Understanding Ready Time

Version 1

    Introduction

     

    Ready time is the amount of time a VM wants to run but has not be provided CPU resources on which to execute.

     

    Somewhat confusingly, ready time is reported in two different values between esxtop and VirtualCenter. In esxtop is reported in an easily-consumed percentage format. A number of 5% means the VM spent 5% of its last sample period waiting for available CPU resources. In VirtualCenter ready time is reported as a time measurement. In VC's real-time data, which produces sample values every 20,000 ms, a number of 1,000 ms is reported for a 5% ready time.

     

    As part of their performance and capacity planning, ESX Server administrators have looked at the statistics for processes running on the host and used the ready time metric as one of the inputs. Ready time can be an indicator of saturation on a system. Users sometimes equate the ready time observed with run queues on Unix or Linux. The fact that run queues are reported on a per-processor basis while ready time is reported for each virtual machine (or each virtual CPU in the case of multiprocessor virtual machines) causes the metric to be slightly different. Some users have asked how a virtual machine can accumulate ready time while it appears that CPUs are also accumulating idle time. This document attempts to address some of these questions about ready time.

     

     

    This document was syndicated from Ready Time and ESX3 Ready Time (pdf).  Only highlights are taken from these source documents: please see those originals for all source content.

     

    Intended Audience

     

    VMware Certified Professionals (VCPs) and capacity management professionals who are seeking to understand ESX and virtual machine performance.

     

    Outline

     

    • Understanding Ready Time

    • Providing Access to Computing Resources

    • Test Description and Findings

    • Processor Utilization versus Ready Time

    • Ready Time on SMP and Uniprocessor Virtual Machines

    • Scheduler Trace

    • Interpreting Ready Time

     

     

    1. Understanding Ready Time

     

     

     

    The most common question we get on ready time is, "what ready time numbers constitute a problem?" While there is no easy answer to this, we can offer some guidance on the acceptable values. But before I lay that out, let me say that ready time should notbe the ultimate measurement of system performance. As always, user experience and latency should be. There are some situations where user experience is horrible on a system with no load and virtually zero ready time. This could happen with a mis-configured array, as an example. And occasionally we see aggressively-consolidated hosts showing very high ready times that are meeting user needs. There are no absolutes with ready time.

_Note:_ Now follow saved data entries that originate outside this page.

//! # Domain Model: Rows and Values
//!
//! The engine is generic over the row schema. A [`Row`] is opaque beyond two
//! things:
//!
//! 1. **Identity**: a stable [`RowId`], unique per dataset.
//! 2. **Fields**: named [`Value`]s addressed by column accessors.
//!
//! Rows belong to the host's data source. The engine only ever reads them: edits
//! happen on owned working copies ([`PartialRow`]) held by the edit state machine,
//! never on the host's rows.
//!
//! ## Wire Format
//!
//! Rows serialize flat, the way hosts usually hand them over:
//!
//! ```text
//! { "id": "r1", "name": "Aria", "level": 60 }
//! ```
//!
//! Numeric ids are accepted on input and normalized to their string form.
//!
//! ## Display Text
//!
//! Filtering, sorting and CSV export all need a textual view of a value.
//! [`display_text`] is the single place that decides what that text is.

use serde::{Deserialize, Serialize};
use std::fmt;

pub use serde_json::Value;

/// Working copy of a row's fields, keyed by field name.
pub type PartialRow = serde_json::Map<String, Value>;

/// Stable row identifier.
#[derive(Debug, Clone, PartialEq, Eq, PartialOrd, Ord, Hash, Serialize)]
#[serde(transparent)]
pub struct RowId(String);

/// Sentinel id of the row being created in add mode.
pub const TEMP_ROW_ID: &str = "__new_row__";

impl RowId {
    pub fn new(id: impl Into<String>) -> Self {
        Self(id.into())
    }

    /// The add-mode sentinel.
    pub fn temp() -> Self {
        Self(TEMP_ROW_ID.to_string())
    }

    pub fn is_temp(&self) -> bool {
        self.0 == TEMP_ROW_ID
    }

    pub fn as_str(&self) -> &str {
        &self.0
    }
}

impl fmt::Display for RowId {
    fn fmt(&self, f: &mut fmt::Formatter<'_>) -> fmt::Result {
        f.write_str(&self.0)
    }
}

impl From<&str> for RowId {
    fn from(s: &str) -> Self {
        Self::new(s)
    }
}

impl From<String> for RowId {
    fn from(s: String) -> Self {
        Self(s)
    }
}

impl<'de> Deserialize<'de> for RowId {
    fn deserialize<D>(deserializer: D) -> Result<Self, D::Error>
    where
        D: serde::Deserializer<'de>,
    {
        match RawRowId::deserialize(deserializer)? {
            RawRowId::Text(s) => Ok(RowId(s)),
            RawRowId::Int(n) => Ok(RowId(n.to_string())),
        }
    }
}

#[derive(Deserialize)]
#[serde(untagged)]
enum RawRowId {
    Text(String),
    Int(i64),
}

/// A host row: an id plus arbitrary named fields.
#[derive(Debug, Clone, PartialEq, Serialize, Deserialize)]
pub struct Row {
    pub id: RowId,
    #[serde(flatten)]
    pub fields: PartialRow,
}

impl Row {
    pub fn new(id: impl Into<RowId>) -> Self {
        Self {
            id: id.into(),
            fields: PartialRow::new(),
        }
    }

    /// Builder-style field setter, mostly for fixtures and hosts.
    pub fn with(mut self, key: impl Into<String>, value: impl Into<Value>) -> Self {
        self.fields.insert(key.into(), value.into());
        self
    }

    pub fn get(&self, key: &str) -> Option<&Value> {
        self.fields.get(key)
    }

    /// Returns an owned copy of this row with `edits` laid over its fields.
    pub fn merged(&self, edits: &PartialRow) -> Row {
        let mut row = self.clone();
        for (k, v) in edits {
            row.fields.insert(k.clone(), v.clone());
        }
        row
    }

    /// Builds a row from a working copy (used for the add-mode temp row).
    pub fn from_partial(id: RowId, fields: PartialRow) -> Row {
        Row { id, fields }
    }
}

/// Textual form of a value as used by filtering, sorting and export.
///
/// Null renders as the empty string; containers render as compact JSON.
pub fn display_text(value: &Value) -> String {
    match value {
        Value::Null => String::new(),
        Value::String(s) => s.clone(),
        Value::Bool(b) => b.to_string(),
        Value::Number(n) => n.to_string(),
        Value::Array(_) | Value::Object(_) => value.to_string(),
    }
}

/// True for values the readonly renderer shows as a placeholder.
pub fn is_blank(value: &Value) -> bool {
    match value {
        Value::Null => true,
        Value::String(s) => s.trim().is_empty(),
        _ => false,
    }
}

    But, there are a few general regions into which ready time values can be binned. Note that these ready time values are per vCPU. esxtop reports ready time for a VM once its been summed up across all vCPUs. That means that 5% ready on each of four vCPUs will be reported as 20% ready at the VM level. This is the high end of a very light amount of ready time.

     

    Value, per vCPU

    Description

    r == 0%

    This doesn't happen. The very presence of a hypervisor between the operating system and the hardware means that there is a non-zero ready time on all operations. But on healthy systems this number is so small that end-users don't know their workload has been virtualized. See the next section.

    0% < r <= 5%

    This is the "normal" region for ready time. Very small single digit numbers result in a minimal impact to user experience. If performance problems exist on the system and ready time falls into this region, your problems lie elsewhere.

    5% < r <= 10%

    In this region ready time is starting to be worth watching. Most systems function healthily with ready time in this region but highly sensitive measurements may be suffering.

    10% < r

    While some systems continue to meet expectations, double-digit ready time percentages often mean some action is required to address performance issues. See the last section for guidance.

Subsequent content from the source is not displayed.